# Middgie phenomenon. Picture.



## Graeme Edwards (11 Jun 2009)

Hi all,

I went for a walk this evening. Headed down through some trees near a lake, only 10-15 min walk from my house ( I love where I live ). 
I saw this and found it really interesting. Ive had to heavily edited the picture....i.e exposure to highlight the middgie clouds. Once I had spotted these, every where I Iooked I could see these tall, thin, 50 foot + clouds of middgies. I found it interesting to see how they formed almost tornado looking towers.

Here it is anyway.





Cheers.


----------



## chump54 (11 Jun 2009)

hey thats very cool... nature ah
how wide were they? and what was visible at the base?

Chris


----------



## Stu Worrall (11 Jun 2009)

nice capture Graeme but how odd, like something out of x-files!


----------



## Graeme Edwards (11 Jun 2009)

They where about 50ft tall and about 2-3ft across. Swirling like a tornado. It was just odd how once I had spotted them, they where all over the place and could be seen from quite a distance. They where also above what looked like mainly sycamore trees.

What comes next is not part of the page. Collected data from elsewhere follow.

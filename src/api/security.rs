use super::*;

pub(super) const DEFAULT_API_RATE_LIMIT_PER_SEC: u32 = 60;

#[derive(Clone)]
pub(super) struct ApiSecurity {
    pub required_token: Option<String>,
    pub rate_limit_per_sec: u32,
    pub buckets: Arc<Mutex<HashMap<String, RateBucket>>>,
}

#[derive(Clone)]
pub(super) struct RateBucket {
    pub window_start: std::time::Instant,
    pub count: u32,
}

impl ApiSecurity {
    pub(super) fn from_env() -> Self {
        let required_token = std::env::var("PREVIEW_API_TOKEN")
            .ok()
            .map(|v| v.trim().to_string())
            .filter(|v| !v.is_empty());
        let rate_limit_per_sec = std::env::var("PREVIEW_API_RATE_LIMIT_PER_SEC")
            .ok()
            .and_then(|v| v.parse::<u32>().ok())
            .unwrap_or(DEFAULT_API_RATE_LIMIT_PER_SEC)
            .max(1);
        Self {
            required_token,
            rate_limit_per_sec,
            buckets: Arc::new(Mutex::new(HashMap::new())),
        }
    }
}

fn header<'a>(req: &'a Request, name: &str) -> Option<&'a str> {
    req.headers()
        .get(name)
        .and_then(|v| v.to_str().ok())
        .map(str::trim)
}

/// Accepts `Authorization: Bearer <token>` or `X-Api-Key: <token>`.
fn presents_token(req: &Request, expected: &str) -> bool {
    let bearer = header(req, "authorization").map(|auth| {
        auth.strip_prefix("Bearer ")
            .or_else(|| auth.strip_prefix("bearer "))
            .unwrap_or(auth)
    });
    bearer == Some(expected) || header(req, "x-api-key") == Some(expected)
}

impl ApiSecurity {
    /// Counts a request for `client`; false once the one-second window is full.
    fn admit(&self, client: String) -> bool {
        let mut buckets = match self.buckets.lock() {
            Ok(buckets) => buckets,
            Err(poisoned) => poisoned.into_inner(),
        };
        let now = std::time::Instant::now();
        let bucket = buckets.entry(client).or_insert(RateBucket {
            window_start: now,
            count: 0,
        });
        if now.duration_since(bucket.window_start).as_secs_f32() >= 1.0 {
            bucket.window_start = now;
            bucket.count = 0;
        }
        bucket.count = bucket.count.saturating_add(1);
        let admitted = bucket.count <= self.rate_limit_per_sec;
        if buckets.len() > 1024 {
            buckets.retain(|_, b| now.duration_since(b.window_start).as_secs_f32() < 10.0);
        }
        admitted
    }
}

pub(super) async fn api_guard(
    State(security): State<ApiSecurity>,
    req: Request,
    next: Next,
) -> axum::response::Response {
    if let Some(expected) = security.required_token.as_deref() {
        if !presents_token(&req, expected) {
            return (
                StatusCode::UNAUTHORIZED,
                Json(ApiResponse::err(
                    "Unauthorized: send Authorization: Bearer <PREVIEW_API_TOKEN> or X-Api-Key",
                )),
            )
                .into_response();
        }
    }

    let client = header(&req, "x-forwarded-for")
        .or_else(|| header(&req, "x-real-ip"))
        .unwrap_or("local")
        .to_string();
    if !security.admit(client) {
        return (
            StatusCode::TOO_MANY_REQUESTS,
            Json(ApiResponse::err("Rate limit exceeded")),
        )
            .into_response();
    }

    next.run(req).await
}
use bevy::prelude::*;

use crate::combat::{damage_or_respawn, PreviewRng, DAMAGE_FLASH, DAMAGE_FLASH_SECS};
use crate::components::{Actor, ActorController, Facing, GamePosition, Health, SpriteTint, Velocity};
use crate::config::CombatTuning;
use crate::events::GameEventBus;
use crate::session::{PreviewSession, PreviewSet};

pub struct AiPlugin;

impl Plugin for AiPlugin {
    fn build(&self, app: &mut App) {
        app.add_systems(
            Update,
            pursue_target
                .in_set(PreviewSet::Simulation)
                .after(crate::player::basic_attack),
        );
    }
}

/// What a pursuing actor does this frame given its distance to the target.
#[derive(Clone, Copy, PartialEq, Eq, Debug)]
pub enum PursuitDecision {
    /// Out of aggro range: stand still.
    Idle,
    Chase,
    /// Within contact range: stand still and deal contact damage.
    Contact,
}

/// `(contact, aggro)` is the chase band; contact is inclusive, aggro exclusive.
pub fn pursuit_decision(distance: f32, tuning: &CombatTuning) -> PursuitDecision {
    if distance <= tuning.contact_range {
        PursuitDecision::Contact
    } else if distance < tuning.aggro_range {
        PursuitDecision::Chase
    } else {
        PursuitDecision::Idle
    }
}

type ActorQuery<'w, 's> = Query<
    'w,
    's,
    (
        Entity,
        &'static Actor,
        &'static mut GamePosition,
        &'static mut Velocity,
        &'static mut Facing,
        Option<&'static mut Health>,
        Option<&'static mut SpriteTint>,
    ),
>;

pub(crate) fn pursue_target(
    tuning: Res<CombatTuning>,
    session: Res<PreviewSession>,
    mut rng: ResMut<PreviewRng>,
    mut bus: ResMut<GameEventBus>,
    mut actors: ActorQuery,
) {
    let Some((target, target_pos)) = actors
        .iter()
        .find(|(_, actor, ..)| actor.controller == ActorController::PlayerInput)
        .map(|(entity, _, pos, ..)| (entity, *pos))
    else {
        return;
    };

    let mut contact_damage = 0.0;
    for (_, actor, pos, mut velocity, mut facing, _, _) in actors.iter_mut() {
        if actor.controller != ActorController::PursuitAi {
            continue;
        }
        let offset = target_pos.as_vec2() - pos.as_vec2();
        match pursuit_decision(offset.length(), &tuning) {
            PursuitDecision::Chase => {
                let step = offset.normalize_or_zero() * tuning.monster_speed;
                velocity.x = step.x;
                velocity.y = step.y;
                if step.x != 0.0 {
                    facing.left = step.x < 0.0;
                }
            }
            PursuitDecision::Contact => {
                velocity.x = 0.0;
                velocity.y = 0.0;
                contact_damage += tuning.contact_damage_per_frame;
            }
            PursuitDecision::Idle => {
                velocity.x = 0.0;
                velocity.y = 0.0;
            }
        }
    }

    if contact_damage <= 0.0 {
        return;
    }
    let Ok((_, actor, mut pos, _, _, health, tint)) = actors.get_mut(target) else {
        return;
    };
    if let Some(mut tint) = tint {
        tint.flash(DAMAGE_FLASH, DAMAGE_FLASH_SECS);
    }
    if let Some(mut health) = health {
        if damage_or_respawn(&mut health, &mut pos, contact_damage, &mut rng) {
            bus.emit(
                "actor_respawned",
                serde_json::json!({ "actor": actor.name, "cause": "contact" }),
                session.current(),
            );
        }
    }
}
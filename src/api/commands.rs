use super::*;

/// Commands sent from API -> Bevy
pub enum ApiCommand {
    GetState(tokio::sync::oneshot::Sender<PreviewState>),
    GetRoster(tokio::sync::oneshot::Sender<RosterView>),
    RefreshRoster(tokio::sync::oneshot::Sender<Result<(), String>>),
    Select(
        SelectRequest,
        tokio::sync::oneshot::Sender<Result<SelectResult, String>>,
    ),
    Start(tokio::sync::oneshot::Sender<Result<SessionResult, String>>),
    Stop(tokio::sync::oneshot::Sender<SessionResult>),
    GetEvents(Option<u64>, tokio::sync::oneshot::Sender<Vec<PreviewEvent>>),
}

#[derive(Resource)]
pub struct ApiChannels {
    pub receiver: Receiver<ApiCommand>,
}

/// Drains pending API commands against the world.
pub(super) fn process_api_commands(world: &mut World) {
    let pending: Vec<ApiCommand> = match world.get_resource::<ApiChannels>() {
        Some(channels) => channels.receiver.try_iter().collect(),
        None => return,
    };
    for cmd in pending {
        handle_command(world, cmd);
    }
}

pub(super) fn handle_command(world: &mut World, cmd: ApiCommand) {
    match cmd {
        ApiCommand::GetState(tx) => {
            let _ = tx.send(preview_state(world));
        }
        ApiCommand::GetRoster(tx) => {
            let _ = tx.send(roster_view(world));
        }
        ApiCommand::RefreshRoster(tx) => {
            let _ = tx.send(refresh_roster(world).map_err(|e| e.to_string()));
        }
        ApiCommand::Select(req, tx) => {
            let result = change_selection(world, req.slot, req.id.as_deref())
                .map(|restarted| SelectResult {
                    selection: world.resource::<PreviewControls>().selection().clone(),
                    restarted: restarted.map(|id| id.0),
                })
                .map_err(|e| e.to_string());
            let _ = tx.send(result);
        }
        ApiCommand::Start(tx) => {
            let result = request_start(world)
                .map(|id| SessionResult {
                    session: Some(id.0),
                })
                .map_err(|e| e.to_string());
            let _ = tx.send(result);
        }
        ApiCommand::Stop(tx) => {
            let stopped = request_stop(world);
            let _ = tx.send(SessionResult {
                session: stopped.map(|id| id.0),
            });
        }
        ApiCommand::GetEvents(since, tx) => {
            let events = world
                .get_resource::<GameEventBus>()
                .map(|bus| bus.since(since))
                .unwrap_or_default();
            let _ = tx.send(events);
        }
    }
}

fn preview_state(world: &mut World) -> PreviewState {
    let mut query = world.query::<(
        &Actor,
        &GamePosition,
        Option<&Health>,
        Option<&Facing>,
        Option<&AnimationPlayer>,
    )>();
    let actors = query
        .iter(world)
        .map(|(actor, pos, health, facing, anim)| ActorSnapshot {
            name: actor.name.clone(),
            controller: actor.controller,
            x: pos.x,
            y: pos.y,
            health: health.map_or(0.0, |h| h.current),
            facing_left: facing.is_some_and(|f| f.left),
            animation: anim.map(|a| a.state).unwrap_or_default(),
        })
        .collect();
    let session = world.resource::<PreviewSession>();
    PreviewState {
        phase: session.phase(),
        session: session.current().map(|id| id.0),
        request: session.request().cloned(),
        ultimate_active: world
            .get_resource::<UltimateState>()
            .is_some_and(|u| u.active),
        actors,
    }
}

fn roster_view(world: &World) -> RosterView {
    let controls = world.resource::<PreviewControls>();
    RosterView {
        status: controls.status(),
        guidance: controls.status().guidance().map(str::to_string),
        characters: controls.roster().characters.clone(),
        scenes: controls.roster().scenes.clone(),
        selection: controls.selection().clone(),
        can_start: controls.can_start(),
        last_error: controls.last_error().map(str::to_string),
    }
}
use bevy::prelude::*;
use std::collections::HashSet;

/// Action names, shared by keyboard mapping and tests.
pub mod action {
    pub const LEFT: &str = "left";
    pub const RIGHT: &str = "right";
    pub const UP: &str = "up";
    pub const DOWN: &str = "down";
    pub const ATTACK: &str = "attack";
    pub const ULTIMATE: &str = "ultimate";
    pub const CYCLE_PROTAGONIST: &str = "cycle_protagonist";
    pub const CYCLE_ANTAGONIST: &str = "cycle_antagonist";
    pub const CYCLE_SCENE: &str = "cycle_scene";
    pub const START: &str = "start";
    pub const STOP: &str = "stop";
    pub const REFRESH: &str = "refresh";
}

/// Abstraction layer between raw input and preview systems.
/// The keyboard writes to it when a window exists; tests write to it directly.
#[derive(Resource, Default, Clone)]
pub struct VirtualInput {
    pub active: HashSet<String>,
    pub just_pressed: HashSet<String>,
}

impl VirtualInput {
    pub fn pressed(&self, action: &str) -> bool {
        self.active.contains(action)
    }

    pub fn just_pressed(&self, action: &str) -> bool {
        self.just_pressed.contains(action)
    }

    /// Presses `action` for this frame.
    pub fn press(&mut self, action: &str) {
        self.active.insert(action.to_string());
        self.just_pressed.insert(action.to_string());
    }

    /// Horizontal and vertical direction in `{-1, 0, 1}`, y down.
    pub fn direction(&self) -> Vec2 {
        let mut dir = Vec2::ZERO;
        if self.pressed(action::LEFT) {
            dir.x -= 1.0;
        }
        if self.pressed(action::RIGHT) {
            dir.x += 1.0;
        }
        if self.pressed(action::UP) {
            dir.y -= 1.0;
        }
        if self.pressed(action::DOWN) {
            dir.y += 1.0;
        }
        dir
    }
}

pub struct InputPlugin;

impl Plugin for InputPlugin {
    fn build(&self, app: &mut App) {
        app.insert_resource(VirtualInput::default())
            .add_systems(
                PreUpdate,
                keyboard_to_virtual.run_if(resource_exists::<ButtonInput<KeyCode>>),
            )
            .add_systems(Last, clear_virtual_input);
    }
}

const BINDINGS: &[(&str, &[KeyCode])] = &[
    (action::LEFT, &[KeyCode::KeyA, KeyCode::ArrowLeft]),
    (action::RIGHT, &[KeyCode::KeyD, KeyCode::ArrowRight]),
    (action::UP, &[KeyCode::KeyW, KeyCode::ArrowUp]),
    (action::DOWN, &[KeyCode::KeyS, KeyCode::ArrowDown]),
    (action::ATTACK, &[KeyCode::Space]),
    (action::ULTIMATE, &[KeyCode::KeyR]),
    (action::CYCLE_PROTAGONIST, &[KeyCode::Digit1]),
    (action::CYCLE_ANTAGONIST, &[KeyCode::Digit2]),
    (action::CYCLE_SCENE, &[KeyCode::Digit3]),
    (action::START, &[KeyCode::Enter]),
    (action::STOP, &[KeyCode::Escape]),
    (action::REFRESH, &[KeyCode::F5]),
];

/// Translate keyboard input to VirtualInput action names
fn keyboard_to_virtual(keyboard: Res<ButtonInput<KeyCode>>, mut vinput: ResMut<VirtualInput>) {
    vinput.active.clear();
    vinput.just_pressed.clear();

    for (name, keys) in BINDINGS {
        if keyboard.any_pressed(keys.iter().copied()) {
            vinput.active.insert((*name).to_string());
        }
        if keyboard.any_just_pressed(keys.iter().copied()) {
            vinput.just_pressed.insert((*name).to_string());
        }
    }
}

fn clear_virtual_input(mut vinput: ResMut<VirtualInput>) {
    vinput.just_pressed.clear();
}

#[cfg(test)]
mod tests {
    use super::*;
    use bevy::ecs::system::RunSystemOnce;

    #[test]
    fn opposing_keys_cancel_and_diagonals_are_not_normalized() {
        let mut input = VirtualInput::default();
        input.press(action::LEFT);
        input.press(action::RIGHT);
        input.press(action::DOWN);
        assert_eq!(input.direction(), Vec2::new(0.0, 1.0));

        let mut diagonal = VirtualInput::default();
        diagonal.press(action::RIGHT);
        diagonal.press(action::UP);
        assert_eq!(diagonal.direction(), Vec2::new(1.0, -1.0));
    }

    #[test]
    fn keyboard_maps_to_actions() {
        let mut app = App::new();
        app.add_plugins(InputPlugin)
            .insert_resource(ButtonInput::<KeyCode>::default());
        app.world_mut()
            .resource_mut::<ButtonInput<KeyCode>>()
            .press(KeyCode::ArrowLeft);
        app.world_mut()
            .resource_mut::<ButtonInput<KeyCode>>()
            .press(KeyCode::KeyR);
        app.world_mut()
            .run_system_once(keyboard_to_virtual)
            .expect("map keys");
        let input = app.world().resource::<VirtualInput>();
        assert!(input.pressed(action::LEFT));
        assert!(input.just_pressed(action::ULTIMATE));
        assert!(!input.pressed(action::ATTACK));
    }
}
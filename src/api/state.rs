use super::*;

#[derive(Clone)]
pub(super) struct AppState {
    pub(super) sender: Sender<ApiCommand>,
    pub(super) backend: BackendClient,
    pub(super) project_id: Option<String>,
}

impl AppState {
    pub(super) fn project(&self) -> Result<&str, String> {
        self.project_id
            .as_deref()
            .ok_or_else(|| "no project configured (set PREVIEW_PROJECT or --project)".to_string())
    }
}
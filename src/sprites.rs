use std::collections::HashMap;

use bevy::prelude::*;
use bevy::render::render_asset::RenderAssetUsages;
use bevy::render::render_resource::{Extent3d, TextureDimension, TextureFormat};
use serde::Serialize;

use crate::backend::types::{ActionSheet, AnimationTypes};
use crate::components::{VIEWPORT_HEIGHT, VIEWPORT_WIDTH};

/// Frame size of the shared fallback sheet.
pub const FALLBACK_FRAME_SIZE: u32 = 64;
/// Frames per action row in the fallback sheet.
pub const FALLBACK_FRAMES_PER_ROW: usize = 4;
/// Reference frame size the display scale is normalised against.
pub const REFERENCE_FRAME_SIZE: f32 = 64.0;
pub const BASE_DISPLAY_SCALE: f32 = 1.2;
/// Desired vertical fill of the visible content.
pub const TARGET_FILL: f32 = 0.85;

#[derive(Clone, Copy, PartialEq, Eq, Hash, Debug, Serialize)]
#[serde(rename_all = "snake_case")]
pub enum AnimAction {
    Idle,
    Walk,
    Attack,
}

impl AnimAction {
    pub const ALL: [AnimAction; 3] = [AnimAction::Idle, AnimAction::Walk, AnimAction::Attack];

    pub fn as_str(self) -> &'static str {
        match self {
            Self::Idle => "idle",
            Self::Walk => "walk",
            Self::Attack => "attack",
        }
    }

    /// Row of this action inside the fallback sheet.
    pub fn fallback_row(self) -> usize {
        match self {
            Self::Idle => 0,
            Self::Walk => 1,
            Self::Attack => 2,
        }
    }

    pub fn sheet(self, types: &AnimationTypes) -> Option<&ActionSheet> {
        match self {
            Self::Idle => types.idle.as_ref(),
            Self::Walk => types.walk.as_ref(),
            Self::Attack => types.attack.as_ref(),
        }
    }
}

/// A playable clip: texture, grid layout and the atlas indices to cycle.
#[derive(Clone, Debug)]
pub struct ClipSource {
    pub image: Handle<Image>,
    pub layout: Handle<TextureAtlasLayout>,
    pub frames: Vec<usize>,
    pub frame_size: Vec2,
}

/// Everything an actor can display. Missing clips fall back to idle, then
/// to the static image.
#[derive(Component, Clone, Default, Debug)]
pub struct ActorSheets {
    pub clips: HashMap<AnimAction, ClipSource>,
    pub static_image: Option<(Handle<Image>, Vec2)>,
}

impl ActorSheets {
    pub fn has_clip(&self, action: AnimAction) -> bool {
        self.clips.contains_key(&action)
    }

    pub fn clip(&self, action: AnimAction) -> Option<&ClipSource> {
        self.clips
            .get(&action)
            .or_else(|| self.clips.get(&AnimAction::Idle))
    }

    /// Source frame size of whatever is shown for `action`.
    pub fn frame_size(&self, action: AnimAction) -> Option<Vec2> {
        self.clip(action)
            .map(|c| c.frame_size)
            .or_else(|| self.static_image.as_ref().map(|(_, size)| *size))
    }

    pub fn frame_count(&self, action: AnimAction) -> usize {
        self.clip(action).map_or(1, |c| c.frames.len().max(1))
    }
}

/// Render scale of an actor from its idle frame size and content box.
///
/// `(64 / frame_size) * 1.2`, then multiplied by `0.85 / fill` when the
/// content's vertical fill ratio lies strictly between 0.1 and 0.8.
pub fn display_scale(frame_size: f32, content_bbox: Option<[f32; 4]>) -> f32 {
    let frame_size = if frame_size > 0.0 {
        frame_size
    } else {
        REFERENCE_FRAME_SIZE
    };
    let mut scale = (REFERENCE_FRAME_SIZE / frame_size) * BASE_DISPLAY_SCALE;
    if let Some([_, top, _, bottom]) = content_bbox {
        let fill = (bottom - top) / frame_size;
        if fill > 0.1 && fill < 0.8 {
            scale *= TARGET_FILL / fill;
        }
    }
    scale
}

/// Scale that makes a backdrop cover the whole viewport (cropping allowed).
pub fn cover_scale(width: f32, height: f32) -> f32 {
    if width <= 0.0 || height <= 0.0 {
        return 1.0;
    }
    (VIEWPORT_WIDTH / width).max(VIEWPORT_HEIGHT / height)
}

/// Atlas indices for an action inside the fallback sheet.
///
/// Indices run in fixed blocks of four (idle 0-3, walk 4-7, attack 8-11)
/// whatever the sheet width; atlas indices are row-major over the real grid.
pub fn fallback_frames(action: AnimAction) -> Vec<usize> {
    let start = action.fallback_row() * FALLBACK_FRAMES_PER_ROW;
    (start..start + FALLBACK_FRAMES_PER_ROW).collect()
}

/// Grid dimensions for a sheet of square frames.
pub fn grid_for(texture_size: UVec2, frame_size: u32) -> UVec2 {
    let frame_size = frame_size.max(1);
    UVec2::new(
        (texture_size.x / frame_size).max(1),
        (texture_size.y / frame_size).max(1),
    )
}

/// Builds a clip from a per-action sheet. Plays the declared frame count
/// (4 when undeclared), never more than the grid holds.
pub fn action_clip(
    image: Handle<Image>,
    texture_size: UVec2,
    sheet: &ActionSheet,
    layouts: &mut Assets<TextureAtlasLayout>,
) -> ClipSource {
    let frame_size = sheet.frame_size.unwrap_or(FALLBACK_FRAME_SIZE).max(1);
    let grid = grid_for(texture_size, frame_size);
    let cells = (grid.x * grid.y) as usize;
    let frames = sheet
        .frames
        .map_or(FALLBACK_FRAMES_PER_ROW, |f| f as usize)
        .clamp(1, cells.max(1));
    let layout = TextureAtlasLayout::from_grid(UVec2::splat(frame_size), grid.x, grid.y, None, None);
    ClipSource {
        image,
        layout: layouts.add(layout),
        frames: (0..frames).collect(),
        frame_size: Vec2::splat(frame_size as f32),
    }
}

/// Builds the clip for `action` out of the fallback sheet.
pub fn fallback_clip(
    image: Handle<Image>,
    layout: Handle<TextureAtlasLayout>,
    action: AnimAction,
) -> ClipSource {
    ClipSource {
        image,
        layout,
        frames: fallback_frames(action),
        frame_size: Vec2::splat(FALLBACK_FRAME_SIZE as f32),
    }
}

pub fn make_image(width: u32, height: u32, data: Vec<u8>) -> Image {
    Image::new(
        Extent3d {
            width,
            height,
            depth_or_array_layers: 1,
        },
        TextureDimension::D2,
        data,
        TextureFormat::Rgba8UnormSrgb,
        RenderAssetUsages::default(),
    )
}

/// Generated stand-in for an actor whose art failed to load: a rounded
/// silhouette on transparent ground.
pub fn placeholder_actor(size: u32, color: [u8; 3]) -> Image {
    let mut data = vec![0u8; (size * size * 4) as usize];
    let c = size as f32 / 2.0;
    for y in 0..size {
        for x in 0..size {
            let dx = (x as f32 + 0.5 - c) / (size as f32 * 0.28);
            let dy = (y as f32 + 0.5 - c * 1.1) / (size as f32 * 0.4);
            if dx * dx + dy * dy <= 1.0 {
                let idx = ((y * size + x) * 4) as usize;
                data[idx] = color[0];
                data[idx + 1] = color[1];
                data[idx + 2] = color[2];
                data[idx + 3] = 255;
            }
        }
    }
    make_image(size, size, data)
}

/// Generated backdrop used when the scene image is unavailable.
pub fn placeholder_backdrop() -> Image {
    let (w, h) = (VIEWPORT_WIDTH as u32 / 8, VIEWPORT_HEIGHT as u32 / 8);
    let mut data = vec![0u8; (w * h * 4) as usize];
    for y in 0..h {
        for x in 0..w {
            let idx = ((y * w + x) * 4) as usize;
            let shade = if (x / 6 + y / 6) % 2 == 0 { 48 } else { 40 };
            data[idx] = shade;
            data[idx + 1] = shade;
            data[idx + 2] = shade + 12;
            data[idx + 3] = 255;
        }
    }
    make_image(w, h, data)
}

Sutue, either X'files or The Outer Limits. LOL.


----------



## Joecoral (12 Jun 2009)

Excuse the cultural barrier, but im assuming middgies are the same as midges?


----------



## Graeme Edwards (12 Jun 2009)

What cultural barrier, we are from the same country? Perhaps its because im from the north west? Every body says 'ies' at the end of what seems everything.More likey to be my poor spelling.


----------



## Joecoral (12 Jun 2009)

Graeme Edwards said:
			
		

> What cultural barrier, we are from the same country?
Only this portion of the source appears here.